Falsche Politik ist verantwortlich

■ betr.: „Nichts als vage Versprechen“, taz vom 3. 11. 12

Hoffentlich wird die Veröffentlichung der Asylzahlen in den nächsten Tagen zur erneuten und vertieften Debatte über das Versagen unserer Bundesregierung führen. Wann wird unsere Regierung begreifen, dass Europa nicht nur ein Absatzmarkt für deutsche Produkte ist? Hier und dort leben Menschen! Die Veröffentlichung der Asylzahlen könnte als Anlass genommen werden, darüber nachzudenken, ob die Außen- und die Entwicklungspolitik gute Arbeit geleistet haben. Wenn immer mehr Menschen nach Deutschland kommen müssen, offenbar nicht. Nicht nur bei uns, sondern auch in den anderen europäischen Staaten muss die finanzschwache Schicht gestärkt werden. Es gibt überall genug Beschäftigungsfelder, zum Beispiel die Pflege von Straßen, öffentlichen Plätzen und Parks. Wir als „Bürger für den Lietzensee e. V.“ machen das in unserer Freizeit.

Weil die Steuergelder in „Rettung der Banken“ und nicht in die „Rettung der Parkbänke“ gesteckt werden.
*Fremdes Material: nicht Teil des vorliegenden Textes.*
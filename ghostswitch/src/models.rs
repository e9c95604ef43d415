use chrono::{DateTime, Utc};
use serde::{Deserialize, Serialize};
use std::fmt;
use std::path::PathBuf;

pub use ghostswitch_common::{
    ConnectionStatus, PeerConfig, Platform, Remediation, SecretKey, StatusEvent, ToolchainInfo,
    TunnelConfig, WINDOWS_INSTALLER_URL,
};

#[derive(Clone, PartialEq, Debug)]
pub enum TunnelState {
    Disconnected,
    Connecting,
    Connected {
        interface: String,
        since: DateTime<Utc>,
        public_ip: Option<String>,
    },
    Disconnecting,
    Failed {
        reason: String,
    },
}

impl TunnelState {
    pub fn is_in_flight(&self) -> bool {
        matches!(self, TunnelState::Connecting | TunnelState::Disconnecting)
    }

    pub fn status(&self) -> ConnectionStatus {
        match self {
            TunnelState::Disconnected => ConnectionStatus::Disconnected,
            TunnelState::Connecting => ConnectionStatus::Connecting,
            TunnelState::Connected { .. } => ConnectionStatus::Connected,
            TunnelState::Disconnecting => ConnectionStatus::Disconnecting,
            TunnelState::Failed { .. } => ConnectionStatus::Error,
        }
    }
}

#[derive(Clone, Copy, PartialEq, Eq, Debug, Serialize, Deserialize)]
#[serde(rename_all = "snake_case")]
pub enum PrivilegedActionKind {
    InstallTool,
    StartTunnel,
    StopTunnel,
}

impl fmt::Display for PrivilegedActionKind {
    fn fmt(&self, f: &mut fmt::Formatter<'_>) -> fmt::Result {
        match self {
            PrivilegedActionKind::InstallTool => f.write_str("Installing WireGuard"),
            PrivilegedActionKind::StartTunnel => f.write_str("Starting the tunnel"),
            PrivilegedActionKind::StopTunnel => f.write_str("Stopping the tunnel"),
        }
    }
}

#[derive(Clone, PartialEq, Debug)]
pub enum PrivilegedAction {
    InstallTool {
        installer: Option<PathBuf>,
    },
    StartTunnel {
        name: String,
        config_path: PathBuf,
    },
    StopTunnel {
        name: String,
        config_path: Option<PathBuf>,
    },
}

impl PrivilegedAction {
    pub fn kind(&self) -> PrivilegedActionKind {
        match self {
            PrivilegedAction::InstallTool { .. } => PrivilegedActionKind::InstallTool,
            PrivilegedAction::StartTunnel { .. } => PrivilegedActionKind::StartTunnel,
            PrivilegedAction::StopTunnel { .. } => PrivilegedActionKind::StopTunnel,
        }
    }
}

#[derive(Clone, Copy, PartialEq, Eq, Debug, Serialize, Deserialize)]
#[serde(rename_all = "lowercase")]
pub enum AttemptOutcome {
    Success,
    Failure,
    Timeout,
}

#[derive(Clone, PartialEq, Debug, Serialize, Deserialize)]
pub struct InstallAttempt {
    pub method_id: String,
    pub started_at: DateTime<Utc>,
    pub outcome: AttemptOutcome,
    pub diagnostic: String,
}

/// Result of a privileged action that some method in the chain completed.
#[derive(Clone, PartialEq, Debug)]
pub struct PrivilegedOutcome {
    pub method_id: String,
    pub attempts: Vec<InstallAttempt>,
    pub diagnostic: String,
}

#[derive(Clone, PartialEq, Debug)]
pub struct InstallReport {
    pub attempts: Vec<InstallAttempt>,
    pub toolchain: ToolchainInfo,
}

#[derive(Clone, PartialEq, Debug)]
pub enum ConfigSource {
    Structured(TunnelConfig),
    Rendered { interface_name: String, text: String },
}

/// What the GUI hands over after the backend issued a config.
#[derive(Clone, PartialEq, Debug)]
pub struct TunnelRequest {
    pub server: String,
    pub client_ip: Option<String>,
    pub source: ConfigSource,
}

impl TunnelRequest {
    pub fn structured(server: impl Into<String>, config: TunnelConfig) -> Self {
        Self {
            server: server.into(),
            client_ip: None,
            source: ConfigSource::Structured(config),
        }
    }

    pub fn rendered(
        server: impl Into<String>,
        interface_name: impl Into<String>,
        text: impl Into<String>,
    ) -> Self {
        Self {
            server: server.into(),
            client_ip: None,
            source: ConfigSource::Rendered {
                interface_name: interface_name.into(),
                text: text.into(),
            },
        }
    }

    pub fn with_client_ip(mut self, ip: impl Into<String>) -> Self {
        self.client_ip = Some(ip.into());
        self
    }

    pub fn tunnel_name(&self) -> &str {
        match &self.source {
            ConfigSource::Structured(config) => &config.interface_name,
            ConfigSource::Rendered { interface_name, .. } => interface_name,
        }
    }
}

#[derive(Clone, PartialEq, Debug, Default)]
pub struct VerifyReport {
    pub connected: bool,
    pub interface: Option<String>,
    pub public_ip: Option<String>,
}

#[derive(Clone, PartialEq, Debug, Default, Serialize, Deserialize)]
pub struct TunnelStats {
    pub rx_bytes: u64,
    pub tx_bytes: u64,
    pub latest_handshake: Option<String>,
}
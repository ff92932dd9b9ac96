// model = "claude-opus-4-5"
// created = "2026-08-01"
// modified = "2026-08-02"
// driver = "Isaac Clayton"

//! Append-only chunked backing storage.
//!
//! Elements are only ever appended, never overwritten or removed, so a
//! `(chunk, offset)` coordinate handed out once stays valid for the life of
//! the store. Exactly one chunk - the last one - accepts appends; filling it
//! seals it forever and opens a fresh one.

use std::mem;

use libc::_SC_PAGESIZE;
use libc::sysconf;

/// Query the system page size.
fn page_size() -> Option<usize> {
    let size = unsafe { sysconf(_SC_PAGESIZE) };
    if size > 0 {
        return Some(size as usize);
    }
    return None;
}

/// How many elements fit in one memory page, at minimum one.
///
/// Sizing chunks to a page keeps individual allocations cheap and
/// locality-friendly no matter how large the buffer grows.
fn default_capacity<T>() -> usize {
    let bytes = page_size().unwrap_or(4096);
    return (bytes / mem::size_of::<T>().max(1)).max(1);
}

/// A single append-only chunk with the capacity it was created with.
#[derive(Clone, Debug)]
struct Chunk<T> {
    content: Vec<T>,
    capacity: usize,
}

impl<T> Chunk<T> {
    fn new(capacity: usize) -> Chunk<T> {
        return Chunk {
            content: Vec::with_capacity(capacity),
            capacity,
        };
    }

    fn len(&self) -> usize {
        return self.content.len();
    }

    /// Fullness is judged against the capacity this chunk was created with,
    /// which for the first chunk of a preloaded store may differ from the
    /// page-derived default.
    fn full(&self) -> bool {
        return self.content.len() == self.capacity;
    }
}

/// Ordered append-only chunks. The last chunk is the active one.
#[derive(Clone, Debug)]
pub struct ChunkStore<T> {
    chunks: Vec<Chunk<T>>,
    chunk_capacity: usize,
}

impl<T> ChunkStore<T> {
    /// An empty store with a single active chunk of the default capacity.
    pub fn new() -> ChunkStore<T> {
        let chunk_capacity = default_capacity::<T>();
        return ChunkStore {
            chunks: vec![Chunk::new(chunk_capacity)],
            chunk_capacity,
        };
    }

    /// A store prepared for seeding: the first chunk is sized exactly to the
    /// initial content, the second is the empty active chunk. Seed elements
    /// with [`ChunkStore::seed`] before performing any appends.
    pub fn preloaded(content_len: usize) -> ChunkStore<T> {
        let chunk_capacity = default_capacity::<T>();
        return ChunkStore {
            chunks: vec![Chunk::new(content_len), Chunk::new(chunk_capacity)],
            chunk_capacity,
        };
    }

    /// Push one element of initial content into the first chunk.
    pub fn seed(&mut self, item: T) {
        self.chunks[0].content.push(item);
    }

    /// Append to the active chunk. If the append fills it, a fresh empty
    /// chunk of the default capacity becomes active.
    pub fn append(&mut self, item: T) {
        let active = self.chunks.last_mut().expect("store always has an active chunk");
        active.content.push(item);
        if active.full() {
            self.chunks.push(Chunk::new(self.chunk_capacity));
        }
    }

    /// Index of the chunk currently accepting appends.
    pub fn active_id(&self) -> usize {
        return self.chunks.len() - 1;
    }

    /// Element count of the active chunk.
    pub fn active_len(&self) -> usize {
        return self.chunks[self.active_id()].len();
    }

    /// Element count of the given chunk.
    pub fn chunk_len(&self, chunk: usize) -> usize {
        return self.chunks[chunk].len();
    }

    /// The element at a coordinate previously obtained via piece resolution.
    pub fn get(&self, chunk: usize, offset: usize) -> &T {
        return &self.chunks[chunk].content[offset];
    }

    /// Total number of elements ever appended, across all chunks.
    pub fn appended_len(&self) -> usize {
        return self.chunks.iter().map(|c| c.len()).sum();
    }
}

impl<T> Default for ChunkStore<T> {
    fn default() -> Self {
        return Self::new();
    }
}

#[cfg(test)]
mod tests {
    use super::*;

    #[test]
    fn new_store_has_one_empty_active_chunk() {
        let store: ChunkStore<u8> = ChunkStore::new();
        assert_eq!(store.active_id(), 0);
        assert_eq!(store.active_len(), 0);
    }

    #[test]
    fn append_grows_active_chunk() {
        let mut store = ChunkStore::new();
        store.append(1u64);
        store.append(2u64);
        assert_eq!(store.active_len(), 2);
        assert_eq!(*store.get(0, 0), 1);
        assert_eq!(*store.get(0, 1), 2);
    }

    #[test]
    fn filling_active_chunk_opens_a_new_one() {
        let mut store: ChunkStore<u8> = ChunkStore::new();
        let capacity = store.chunk_capacity;
        for i in 0..capacity {
            store.append(i as u8);
        }
        // The filled chunk is sealed; a fresh empty chunk is now active.
        assert_eq!(store.active_id(), 1);
        assert_eq!(store.active_len(), 0);
        assert_eq!(store.chunk_len(0), capacity);
    }

    #[test]
    fn sealed_chunks_remain_readable() {
        let mut store: ChunkStore<u8> = ChunkStore::new();
        let capacity = store.chunk_capacity;
        for i in 0..capacity + 3 {
            store.append(i as u8);
        }
        assert_eq!(*store.get(0, 0), 0);
        assert_eq!(*store.get(1, 2), (capacity + 2) as u8);
        assert_eq!(store.appended_len(), capacity + 3);
    }

    #[test]
    fn preloaded_store_seeds_into_first_chunk() {
        let mut store = ChunkStore::preloaded(3);
        store.seed('a');
        store.seed('b');
        store.seed('c');
        // Appends go to the second chunk, not the seeded one.
        store.append('d');
        assert_eq!(store.chunk_len(0), 3);
        assert_eq!(store.active_id(), 1);
        assert_eq!(*store.get(1, 0), 'd');
    }

    #[test]
    fn first_chunk_capacity_is_per_chunk() {
        // A preloaded first chunk smaller than the default never rolls the
        // store over by itself; only the active chunk's own capacity counts.
        let mut store = ChunkStore::preloaded(1);
        store.seed(7u64);
        assert_eq!(store.active_id(), 1);
        store.append(8u64);
        assert_eq!(store.active_id(), 1);
        assert_eq!(*store.get(1, 0), 8);
    }

    #[test]
    fn default_capacity_is_at_least_one() {
        // Oversized elements still get usable chunks.
        assert!(default_capacity::<[u8; 1 << 20]>() >= 1);
    }
}
// model = "claude-opus-4-5"
// created = "2026-08-01"
// modified = "2026-08-02"
// driver = "Isaac Clayton"

//! Benchmarks for the common editing workloads: sequential typing, random
//! single-element edits, content snapshots, and history traversal.

use criterion::black_box;
use criterion::criterion_group;
use criterion::criterion_main;
use criterion::BenchmarkId;
use criterion::Criterion;
use rand::rngs::StdRng;
use rand::Rng;
use rand::SeedableRng;

use piecewise::buffer::Buffer;

fn seed_text(len: usize) -> String {
    return ('a'..='z').cycle().take(len).collect();
}

fn bench_typing_run(c: &mut Criterion) {
    let mut group = c.benchmark_group("typing_run");
    for count in [100usize, 1000] {
        group.bench_with_input(BenchmarkId::from_parameter(count), &count, |b, &count| {
            b.iter(|| {
                let mut buffer: Buffer<char> = Buffer::new();
                for i in 0..count {
                    buffer.insert(i, 'x').unwrap();
                }
                black_box(buffer.size())
            });
        });
    }
    group.finish();
}

fn bench_random_edits(c: &mut Criterion) {
    let mut group = c.benchmark_group("random_edits");
    for count in [100usize, 1000] {
        group.bench_with_input(BenchmarkId::from_parameter(count), &count, |b, &count| {
            b.iter(|| {
                let mut buffer = Buffer::from_str(&seed_text(1000));
                let mut rng = StdRng::seed_from_u64(42);
                for _ in 0..count {
                    let size = buffer.size();
                    if size > 0 && rng.gen_range(0..5) < 2 {
                        buffer.delete(rng.gen_range(0..size)).unwrap();
                    } else {
                        buffer.insert(rng.gen_range(0..=size), 'x').unwrap();
                    }
                }
                black_box(buffer.size())
            });
        });
    }
    group.finish();
}

fn bench_snapshot(c: &mut Criterion) {
    // A fragmented buffer: scattered single-element inserts over a base text.
    let mut buffer = Buffer::from_str(&seed_text(4000));
    let mut rng = StdRng::seed_from_u64(7);
    for _ in 0..500 {
        let size = buffer.size();
        buffer.insert(rng.gen_range(0..=size), 'x').unwrap();
    }

    c.bench_function("snapshot_to_string", |b| {
        b.iter(|| black_box(buffer.to_string()));
    });
    c.bench_function("snapshot_content", |b| {
        b.iter(|| black_box(buffer.content().len()));
    });
}

fn bench_history_cycle(c: &mut Criterion) {
    c.bench_function("undo_redo_cycle", |b| {
        // Scattered edits so no two records coalesce.
        let mut buffer = Buffer::from_str(&seed_text(1000));
        let mut rng = StdRng::seed_from_u64(99);
        for _ in 0..200 {
            let size = buffer.size();
            buffer.insert(rng.gen_range(0..=size), 'x').unwrap();
        }

        b.iter(|| {
            let mut steps = 0;
            while buffer.undo().is_ok() {
                steps += 1;
            }
            while buffer.redo().is_ok() {}
            black_box(steps)
        });
    });
}

criterion_group!(
    benches,
    bench_typing_run,
    bench_random_edits,
    bench_snapshot,
    bench_history_cycle,
);
criterion_main!(benches);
Dieses falsche Denkmuster, welches die finanzschwachen Schichten von Arbeit, von Teilnahme an Kultur, letztendlich von Menschenwürde und Achtung vor sich selbst ausschließt, führt nur zur weiteren Verteilung von unten nach oben. Unsere falsche Politik ist dafür verantwortlich, dass immer mehr Menschen in Deutschland Asyl beantragen müssen!